Repeat exactly, and only, the lines of the material below from the one that contains "let mut narrow" through its final line.

───── RECORDS TO PROCESS ─────

use crate::state::input_buffer::Edit;
use crate::theme::ColorScheme;

/// Every state mutation in the app goes through an `Action`.
#[derive(Debug, Clone)]
pub enum Action {
    // Lifecycle
    Quit,
    Tick,
    Resize,

    // Navigation
    NavigatorUp,
    NavigatorDown,
    NavigatorTop,
    NavigatorBottom,
    SelectFile(usize),

    // Diff view
    ScrollUp,
    ScrollDown,
    ScrollPageUp,
    ScrollPageDown,
    ScrollToTop,
    ScrollToBottom,
    ToggleSelection,

    // Focus
    FocusNavigator,
    FocusDiffView,

    // Navigator filter
    StartSearch,
    ConfirmSearch,
    CancelSearch,
    SearchEdit(Edit),

    // Viewed tracking
    ToggleViewed,
    NextUnviewed,
    ClearViewed,

    // Comment editor
    OpenCommentEditor,
    ConfirmComment,
    CancelComment,
    CommentEdit(Edit),

    // Theme
    CycleTheme,
    SystemSchemeChanged(ColorScheme),

    RefreshDiff,
    ToggleHud,
}
use anyhow::{Context, Result};
use git2::{Delta, Diff, DiffFindOptions, DiffOptions, Patch, Repository, Tree};
use tracing::debug;

use super::types::*;

pub struct DiffEngine;

impl DiffEngine {
    pub fn compute_diff(repo: &Repository, target: &ComparisonTarget) -> Result<DiffResult> {
        let mut diff_opts = DiffOptions::new();
        diff_opts.context_lines(target.context_lines);

        let base_tree = resolve_tree(repo, &target.base)?;

        let mut diff = match target.compare {
            Some(ref compare) => {
                let compare_tree = resolve_tree(repo, compare)?;
                repo.diff_tree_to_tree(
                    base_tree.as_ref(),
                    compare_tree.as_ref(),
                    Some(&mut diff_opts),
                )?
            }
            None => {
                diff_opts.include_untracked(true);
                diff_opts.recurse_untracked_dirs(true);
                diff_opts.show_untracked_content(true);
                repo.diff_tree_to_workdir_with_index(base_tree.as_ref(), Some(&mut diff_opts))?
            }
        };

        let mut find_opts = DiffFindOptions::new();
        find_opts.renames(true);
        diff.find_similar(Some(&mut find_opts))
            .context("Rename detection failed")?;

        let files = Self::parse_diff(&diff)?;
        debug!(
            base = %target.base,
            compare = target.compare_label(),
            files = files.len(),
            "computed diff"
        );

        Ok(DiffResult {
            base_ref: target.base.clone(),
            compare_ref: target.compare_label().to_string(),
            files,
        })
    }

    fn parse_diff(diff: &Diff<'_>) -> Result<Vec<DiffFile>> {
        let num_deltas = diff.deltas().len();
        let mut files = Vec::with_capacity(num_deltas);

        for idx in 0..num_deltas {
            let Some(delta) = diff.get_delta(idx) else {
                continue;
            };

            let status = match delta.status() {
                Delta::Added | Delta::Untracked => FileStatus::Added,
                Delta::Deleted => FileStatus::Deleted,
                Delta::Modified => FileStatus::Modified,
                Delta::Renamed => FileStatus::Renamed,
                _ => FileStatus::Modified,
            };

            let path = delta
                .new_file()
                .path()
                .or_else(|| delta.old_file().path())
                .map(|p| p.to_string_lossy().into_owned())
                .unwrap_or_default();

            let old_path = if status == FileStatus::Renamed {
                delta
                    .old_file()
                    .path()
                    .map(|p| p.to_string_lossy().into_owned())
            } else {
                None
            };

            // Binary and unchanged deltas produce no patch.
            let hunks = match Patch::from_diff(diff, idx)
                .with_context(|| format!("Failed to build patch for {path}"))?
            {
                Some(patch) if !delta.flags().is_binary() => Self::parse_patch(&patch)?,
                _ => Vec::new(),
            };

            files.push(DiffFile {
                path,
                status,
                old_path,
                hunks,
            });
        }

        Ok(files)
    }

    fn parse_patch(patch: &Patch<'_>) -> Result<Vec<DiffHunk>> {
        let mut hunks = Vec::with_capacity(patch.num_hunks());

        for hunk_idx in 0..patch.num_hunks() {
            let (hunk, line_count) = patch.hunk(hunk_idx)?;
            let mut lines = Vec::with_capacity(line_count);

            for line_idx in 0..line_count {
                let line = patch.line_in_hunk(hunk_idx, line_idx)?;
                // "\ No newline at end of file" markers carry no content.
                if matches!(line.origin(), '=' | '>' | '<') {
                    continue;
                }
                let content = String::from_utf8_lossy(line.content())
                    .trim_end_matches('\n')
                    .to_string();
                lines.push(DiffLine {
                    line_type: LineType::from_origin(line.origin()),
                    content,
                    old_num: line.old_lineno(),
                    new_num: line.new_lineno(),
                });
            }

            hunks.push(DiffHunk {
                old_start: hunk.old_start(),
                old_lines: hunk.old_lines(),
                new_start: hunk.new_start(),
                new_lines: hunk.new_lines(),
                lines,
            });
        }

        Ok(hunks)
    }
}

/// Resolve a revspec to a tree. An unborn `HEAD` (no commits yet) resolves to
/// no tree, so a fresh repository diffs as all-added.
fn resolve_tree<'r>(repo: &'r Repository, spec: &str) -> Result<Option<Tree<'r>>> {
    if spec == "HEAD" && repo.head().is_err() {
        return Ok(None);
    }
    let obj = repo
        .revparse_single(spec)
        .with_context(|| format!("Could not resolve: {spec}"))?;
    let tree = obj
        .peel_to_tree()
        .with_context(|| format!("{spec} does not point to a tree"))?;
    Ok(Some(tree))
}

#[cfg(test)]
mod tests {
    use super::*;
    use std::fs;
    use std::path::Path;

    fn commit_all(repo: &Repository, msg: &str) {
        let sig = git2::Signature::now("Test", "test@test.com").unwrap();
        let mut index = repo.index().unwrap();
        index
            .add_all(["*"].iter(), git2::IndexAddOption::DEFAULT, None)
            .unwrap();
        index
            .update_all(["*"].iter(), None)
            .unwrap();
        index.write().unwrap();
        let tree_id = index.write_tree().unwrap();
        let tree = repo.find_tree(tree_id).unwrap();
        let parents = match repo.head() {
            Ok(head) => vec![head.peel_to_commit().unwrap()],
            Err(_) => Vec::new(),
        };
        let parent_refs: Vec<&git2::Commit> = parents.iter().collect();
        repo.commit(Some("HEAD"), &sig, &sig, msg, &tree, &parent_refs)
            .unwrap();
    }

    /// Repo with `test.txt` committed and a `base` branch pointing at that commit.
    fn setup_repo(path: &Path) -> Repository {
        let repo = Repository::init(path).unwrap();
        fs::write(path.join("test.txt"), "hello\n").unwrap();
        commit_all(&repo, "initial");
        {
            let head = repo.head().unwrap().peel_to_commit().unwrap();
            repo.branch("base", &head, false).unwrap();
        }
        repo
    }

    fn target(base: &str, compare: Option<&str>) -> ComparisonTarget {
        ComparisonTarget::new(base, compare.map(str::to_string))
    }

    #[test]
    fn test_modified_file_between_refs() {
        let dir = tempfile::tempdir().unwrap();
        let repo = setup_repo(dir.path());

        fs::write(dir.path().join("test.txt"), "hello\nworld\n").unwrap();
        commit_all(&repo, "modify");

        let result = DiffEngine::compute_diff(&repo, &target("base", Some("HEAD"))).unwrap();
        assert_eq!(result.base_ref, "base");
        assert_eq!(result.compare_ref, "HEAD");
        assert_eq!(result.files.len(), 1);

        let file = &result.files[0];
        assert_eq!(file.path, "test.txt");
        assert_eq!(file.status, FileStatus::Modified);
        assert_eq!(file.old_path, None);
        assert_eq!(file.hunks.len(), 1);

        let lines = &file.hunks[0].lines;
        assert_eq!(lines[0].line_type, LineType::Context);
        assert_eq!(lines[0].content, "hello");
        assert_eq!(lines[0].old_num, Some(1));
        assert_eq!(lines[0].new_num, Some(1));
        assert_eq!(lines[1].line_type, LineType::Add);
        assert_eq!(lines[1].content, "world");
        assert_eq!(lines[1].old_num, None);
        assert_eq!(lines[1].new_num, Some(2));
    }

    #[test]
    fn test_added_file() {
        let dir = tempfile::tempdir().unwrap();
        let repo = setup_repo(dir.path());

        fs::write(dir.path().join("new.txt"), "new file\n").unwrap();
        commit_all(&repo, "add file");

        let result = DiffEngine::compute_diff(&repo, &target("base", Some("HEAD"))).unwrap();
        let file = result.files.iter().find(|f| f.path == "new.txt").unwrap();
        assert_eq!(file.status, FileStatus::Added);
        assert_eq!(file.line_stats(), (1, 0));
    }

    #[test]
    fn test_deleted_file() {
        let dir = tempfile::tempdir().unwrap();
        let repo = setup_repo(dir.path());

        fs::remove_file(dir.path().join("test.txt")).unwrap();
        commit_all(&repo, "delete file");

        let result = DiffEngine::compute_diff(&repo, &target("base", Some("HEAD"))).unwrap();
        let file = result.files.iter().find(|f| f.path == "test.txt").unwrap();
        assert_eq!(file.status, FileStatus::Deleted);
        assert_eq!(file.line_stats(), (0, 1));
    }

    #[test]
    fn test_renamed_file_keeps_old_path() {
        let dir = tempfile::tempdir().unwrap();
        let repo = setup_repo(dir.path());

        fs::rename(dir.path().join("test.txt"), dir.path().join("moved.txt")).unwrap();
        commit_all(&repo, "rename");

        let result = DiffEngine::compute_diff(&repo, &target("base", Some("HEAD"))).unwrap();
        assert_eq!(result.files.len(), 1);
        let file = &result.files[0];
        assert_eq!(file.status, FileStatus::Renamed);
        assert_eq!(file.path, "moved.txt");
        assert_eq!(file.old_path.as_deref(), Some("test.txt"));
    }

    #[test]
    fn test_working_tree_comparison() {
        let dir = tempfile::tempdir().unwrap();
        let repo = setup_repo(dir.path());

        fs::write(dir.path().join("test.txt"), "goodbye\n").unwrap();

        let result = DiffEngine::compute_diff(&repo, &target("HEAD", None)).unwrap();
        assert_eq!(result.compare_ref, WORKING_TREE);
        assert_eq!(result.files.len(), 1);
        assert_eq!(result.files[0].line_stats(), (1, 1));
    }

    #[test]
    fn test_untracked_file_counts_as_added() {
        let dir = tempfile::tempdir().unwrap();
        let repo = setup_repo(dir.path());

        fs::write(dir.path().join("scratch.txt"), "notes\n").unwrap();

        let result = DiffEngine::compute_diff(&repo, &target("HEAD", None)).unwrap();
        let file = result
            .files
            .iter()
            .find(|f| f.path == "scratch.txt")
            .unwrap();
        assert_eq!(file.status, FileStatus::Added);
    }

    #[test]
    fn test_unborn_head_diffs_as_all_added() {
        let dir = tempfile::tempdir().unwrap();
        let repo = Repository::init(dir.path()).unwrap();
        fs::write(dir.path().join("first.txt"), "one\n").unwrap();

        let result = DiffEngine::compute_diff(&repo, &target("HEAD", None)).unwrap();
        assert_eq!(result.files.len(), 1);
        assert_eq!(result.files[0].status, FileStatus::Added);
    }

    #[test]
    fn test_missing_newline_marker_is_dropped() {
        let dir = tempfile::tempdir().unwrap();
        let repo = setup_repo(dir.path());

        fs::write(dir.path().join("test.txt"), "hello\nno newline").unwrap();
        commit_all(&repo, "no trailing newline");

        let result = DiffEngine::compute_diff(&repo, &target("base", Some("HEAD"))).unwrap();
        let lines = &result.files[0].hunks[0].lines;
        assert!(lines.iter().all(|l| !l.content.contains("No newline")));
        assert_eq!(lines.last().unwrap().content, "no newline");
    }

    #[test]
    fn test_unknown_ref_is_an_error() {
        let dir = tempfile::tempdir().unwrap();
        let repo = setup_repo(dir.path());

        let err = DiffEngine::compute_diff(&repo, &target("no-such-branch", None)).unwrap_err();
        assert!(err.to_string().contains("no-such-branch"));
    }

    #[test]
    fn test_context_lines_limit_hunk() {
        let dir = tempfile::tempdir().unwrap();
        let original: String = (1..=10).map(|i| format!("line {i}\n")).collect();
        fs::write(dir.path().join("test.txt"), &original).unwrap();
        let repo = Repository::init(dir.path()).unwrap();
        commit_all(&repo, "initial");

        fs::write(
            dir.path().join("test.txt"),
            original.replace("line 5\n", "line five\n"),
        )
        .unwrap();

        let mut narrow = target("HEAD", None);
        narrow.context_lines = 1;
        let result = DiffEngine::compute_diff(&repo, &narrow).unwrap();
        let hunk = &result.files[0].hunks[0];
        let contents: Vec<_> = hunk.lines.iter().map(|l| l.content.as_str()).collect();
        assert_eq!(contents, ["line 4", "line 5", "line five", "line 6"]);
        assert_eq!(hunk.old_start, 4);
    }
}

─────

SOLUTION FOR THIS TASK:
        let mut narrow = target("HEAD", None);
        narrow.context_lines = 1;
        let result = DiffEngine::compute_diff(&repo, &narrow).unwrap();
        let hunk = &result.files[0].hunks[0];
        let contents: Vec<_> = hunk.lines.iter().map(|l| l.content.as_str()).collect();
        assert_eq!(contents, ["line 4", "line 5", "line five", "line 6"]);
        assert_eq!(hunk.old_start, 4);
    }
}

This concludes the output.